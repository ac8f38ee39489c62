mod cli;
mod config;
mod db;
mod legacy;
mod storage;

use crate::cli::{ConfigCommand, Domain};
use clap::Parser;
use color_eyre::Result;
use serde_json::json;
use stash_core::{DurableOptions, WriteOptions};
use stash_domain::{AuthStorage, CartStorage, OwnedRecords};
use stash_storage::SecureStorage;
use tracing_subscriber::{layer::SubscriberExt, util::SubscriberInitExt, EnvFilter};

const HEALTH_PROBE_KEY: &str = "health/probe";

#[tokio::main]
async fn main() -> Result<()> {
    color_eyre::install()?;
    init_tracing();

    let cli = cli::Cli::parse();
    let config = config::Config::load()?;
    match cli.command.unwrap_or(cli::Command::Health) {
        cli::Command::Version => print_version(),
        cli::Command::Health => run_health_check(&config).await?,
        cli::Command::Config(ConfigCommand::Init) => init_config(&config)?,
        cli::Command::Db(cmd) => db::handle(cmd, &config).await?,
        cli::Command::Legacy(cmd) => legacy::handle(cmd, &config).await?,
        cli::Command::Migrate { keys } => legacy::migrate(keys, &config)?,
        cli::Command::Clear { domain } => run_clear(domain, &config).await?,
    }

    Ok(())
}

fn init_tracing() {
    // Respect user-provided filters, default to info to avoid noisy stdout.
    let env_filter = EnvFilter::try_from_default_env().unwrap_or_else(|_| EnvFilter::new("info"));
    let fmt_layer = tracing_subscriber::fmt::layer().with_target(false);
    tracing_subscriber::registry()
        .with(env_filter)
        .with(fmt_layer)
        .init();
}

fn print_version() {
    println!("stash {}", env!("CARGO_PKG_VERSION"));
}

/// Runs a quick health check of both storage tiers.
async fn run_health_check(config: &config::Config) -> Result<()> {
    let storage = storage::storage_from_config(config)?;
    run_storage_health(&storage).await?;
    println!("Mode: {}", storage.mode());
    println!(
        "Secure storage available: {}",
        storage.is_secure_storage_available()
    );
    println!("Storage: ok");
    Ok(())
}

async fn run_storage_health(storage: &SecureStorage) -> Result<()> {
    let _teardown = storage.teardown_guard();
    let payload = json!({"ok": true});

    storage
        .session()
        .set(HEALTH_PROBE_KEY, &payload, WriteOptions::encrypted())
        .await?;
    let session_round_trip = storage.session().get(HEALTH_PROBE_KEY).await?;
    storage.session().remove(HEALTH_PROBE_KEY)?;

    storage
        .database()
        .store(HEALTH_PROBE_KEY, &payload, DurableOptions::expires_in_ms(60_000))
        .await?;
    let database_round_trip = storage.database().get(HEALTH_PROBE_KEY).await?;
    storage.database().delete(HEALTH_PROBE_KEY).await?;

    if session_round_trip.as_ref() != Some(&payload) {
        color_eyre::eyre::bail!("session storage round-trip failed");
    }
    if database_round_trip.as_ref() != Some(&payload) {
        color_eyre::eyre::bail!("database storage round-trip failed");
    }
    Ok(())
}

fn init_config(config: &config::Config) -> Result<()> {
    let path = config.init()?;
    println!("Config initialized at {}", path.display());
    Ok(())
}

async fn run_clear(domain: Domain, config: &config::Config) -> Result<()> {
    let storage = storage::storage_from_config(config)?;
    let owner = owner_for(domain, storage);
    clear_owner(owner.as_ref()).await?;
    println!("Cleared {} records", owner.name());
    Ok(())
}

fn owner_for(domain: Domain, storage: SecureStorage) -> Box<dyn OwnedRecords> {
    match domain {
        Domain::Cart => Box::new(CartStorage::new(storage)),
        Domain::Auth => Box::new(AuthStorage::new(storage)),
    }
}

async fn clear_owner(owner: &dyn OwnedRecords) -> Result<()> {
    owner
        .clear_all()
        .await
        .map_err(|e| color_eyre::eyre::eyre!(e.to_string()))
}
______________________________
#### WHAT TO PRODUCE
Would you show each line of the listing above that has the string "payload"?

#### PROBLEM SOLUTION
    let payload = json!({"ok": true});
        .set(HEALTH_PROBE_KEY, &payload, WriteOptions::encrypted())
        .store(HEALTH_PROBE_KEY, &payload, DurableOptions::expires_in_ms(60_000))
    if session_round_trip.as_ref() != Some(&payload) {
    if database_round_trip.as_ref() != Some(&payload) {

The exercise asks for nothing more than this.